La solución no está en que el G-7 y Rusia se reúnan en un recóndito lugar en las Rocosas canadienses. Las organizaciones que forman la red de la gobernación global deben celebrar sus reuniones políticas, pero es necesario controlar y actuar contra los grupos violentos y negociar con los pacíficos. Frente al fracaso de Génova está el modelo Porto Alegre, que se constituyó en encuentro alternativo en Brasil al Foro Económico Mundial de Davos. Sin mediar tanta distancia, con vistas a otras protestas, debería ofrecerse a los grupos críticos centros en los que reunirse y debatir, y facilitarles que dispongan de sus propios servicios de orden.

Génova ha marcado una doble línea divisoria: en materia de violencia y de contenidos. Hasta ahora, los intereses de los pacíficos y de los violentos han podido entrelazarse para aprovechar el trampolín mediático. Ya no. Es de esperar que los pacíficos, que son abrumadoramente más numerosos, sepan separarse de los otros. De otro modo, el mensaje de los que propugnan una globalización alternativa quedará ocultado por los cócteles mólotov y los botes de humo.

De la misma manera que no se puede definir la globalización de un modo unívoco, tampoco la antiglobalización es unidimensional. Es una suma de movimientos variopintos, contradictorios, extremistas unos, reformistas otros. Hay dos elementos centrales en estos movimientos de protesta en este mundo de la posguerra fría que han reemplazado a las grandes alternativas ideológicas por la defensa de causas. Por una parte, la crítica del modelo de producción y consumo y su impacto medioambiental. Por otra, la desigualdad. Pues si nunca la humanidad ha visto tanto progreso como en los últimos años, nunca ha sido tan grande la diferencia entre los más ricos y los más pobres, en el seno de las sociedades y entre los países.

Hay un Sur interior y exterior que se está quedando al margen de la globalización. Las brechas no sólo se ensanchan, sino que se multiplican: la digital, la de las enfermedades y medicamentos, la del acceso al agua... Es la lucha contra la exclusión la que alimenta estos movimientos, cuyo éxito, ya anterior a Génova, ha sido el de introducir estos temas en la agenda de los grandes, despertar un interés general por los mensajes de los mal llamados 'antiglobalizadores' y constituirse en actores de la nueva agenda, con los que hay que contar.

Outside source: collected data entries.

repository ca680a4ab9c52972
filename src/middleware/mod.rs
pub mod request_id;
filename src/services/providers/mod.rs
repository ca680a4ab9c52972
/// Recommendation provider abstraction
///
/// The whole matching problem (mood to perfume, perfume to similar perfumes,
/// image lookup) is delegated to an external generative model. This module
/// keeps that collaborator behind a trait so the session logic can be tested
/// against a mock and the provider swapped without touching the rest of the
/// service.
use crate::{error::ServiceError, models::PerfumeRecommendation};

pub mod gemini;

pub use gemini::GeminiProvider;

/// Failure modes of one outbound call, before normalization.
///
/// These variants exist for logging only. Callers of the provider trait see
/// a single opaque [`ServiceError`]; the distinction between an empty payload,
/// a schema violation and a transport failure never leaves this layer.
#[derive(Debug, thiserror::Error)]
pub enum ProviderError {
    #[error("model returned no textual payload")]
    EmptyResponse,

    #[error("response did not match the declared schema: {0}")]
    MalformedResponse(String),

    #[error("transport failure: {0}")]
    Transport(#[from] reqwest::Error),

    #[error("API returned status {status}: {body}")]
    UpstreamStatus {
        status: reqwest::StatusCode,
        body: String,
    },
}

/// Trait for perfume recommendation providers
///
/// One best-effort call per submission: no retry, no streaming, no caching.
/// Implementations must log the technical cause of a failure themselves and
/// return only the opaque normalized error.
#[cfg_attr(test, mockall::automock)]
#[async_trait::async_trait]
pub trait RecommendationProvider: Send + Sync {
    /// Fetch exactly three recommendations for a free-text mood or
    /// perfume-name prompt.
    async fn fetch_recommendations(
        &self,
        prompt: &str,
    ) -> Result<Vec<PerfumeRecommendation>, ServiceError>;

    /// Provider name for logging and debugging
    fn name(&self) -> &'static str;
}
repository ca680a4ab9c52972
use axum::{
    routing::{get, post},
    Router,
};
use tower_http::{cors::CorsLayer, trace::TraceLayer};

use crate::middleware::request_id::{request_id_middleware, span_for_request};

use super::handlers;
use super::AppState;

/// Creates the main API router with all routes
///
/// CORS is wide open: the single-page frontend is served from a different
/// origin and the API holds no credentials.
pub fn create_router(state: AppState) -> Router {
    Router::new()
        .route("/health", get(handlers::health_check))
        // Session
        .route("/session", get(handlers::get_session))
        .route("/session/query", post(handlers::submit_query))
        .route("/session/reset", post(handlers::reset_session))
        .route(
            "/session/cards/:index/image-failure",
            post(handlers::image_failure),
        )
        .layer(TraceLayer::new_for_http().make_span_with(span_for_request))
        .layer(axum::middleware::from_fn(request_id_middleware))
        .layer(CorsLayer::permissive())
        .with_state(state)
}
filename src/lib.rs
pub mod api;
pub mod config;
pub mod error;
pub mod middleware;
pub mod models;
pub mod services;
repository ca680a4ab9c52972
use std::sync::Arc;

use tokio::sync::RwLock;

use crate::services::{providers::RecommendationProvider, session::Session};

/// Shared application state
///
/// The session is the sole mutable state in the process; the provider is
/// constructed once at startup and reused for the process lifetime.
#[derive(Clone)]
pub struct AppState {
    pub session: Arc<RwLock<Session>>,
    pub provider: Arc<dyn RecommendationProvider>,
}

impl AppState {
    /// Creates application state around a dependency-injected provider.
    pub fn new(provider: Arc<dyn RecommendationProvider>) -> Self {
        Self {
            session: Arc::new(RwLock::new(Session::new())),
            provider,
        }
    }
}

Una vez más, la política llega tarde. Partidos de izquierda y sindicatos van a remolque de los acontecimientos. La economía empieza a organizarse a nivel mundial, pero la política no. El grupo de las naciones más poderosas dejó en Génova de transmitir gobernabilidad. El mundo aparece así como un gran autobús lanzado a gran velocidad, pero sin nadie que lleve el volante.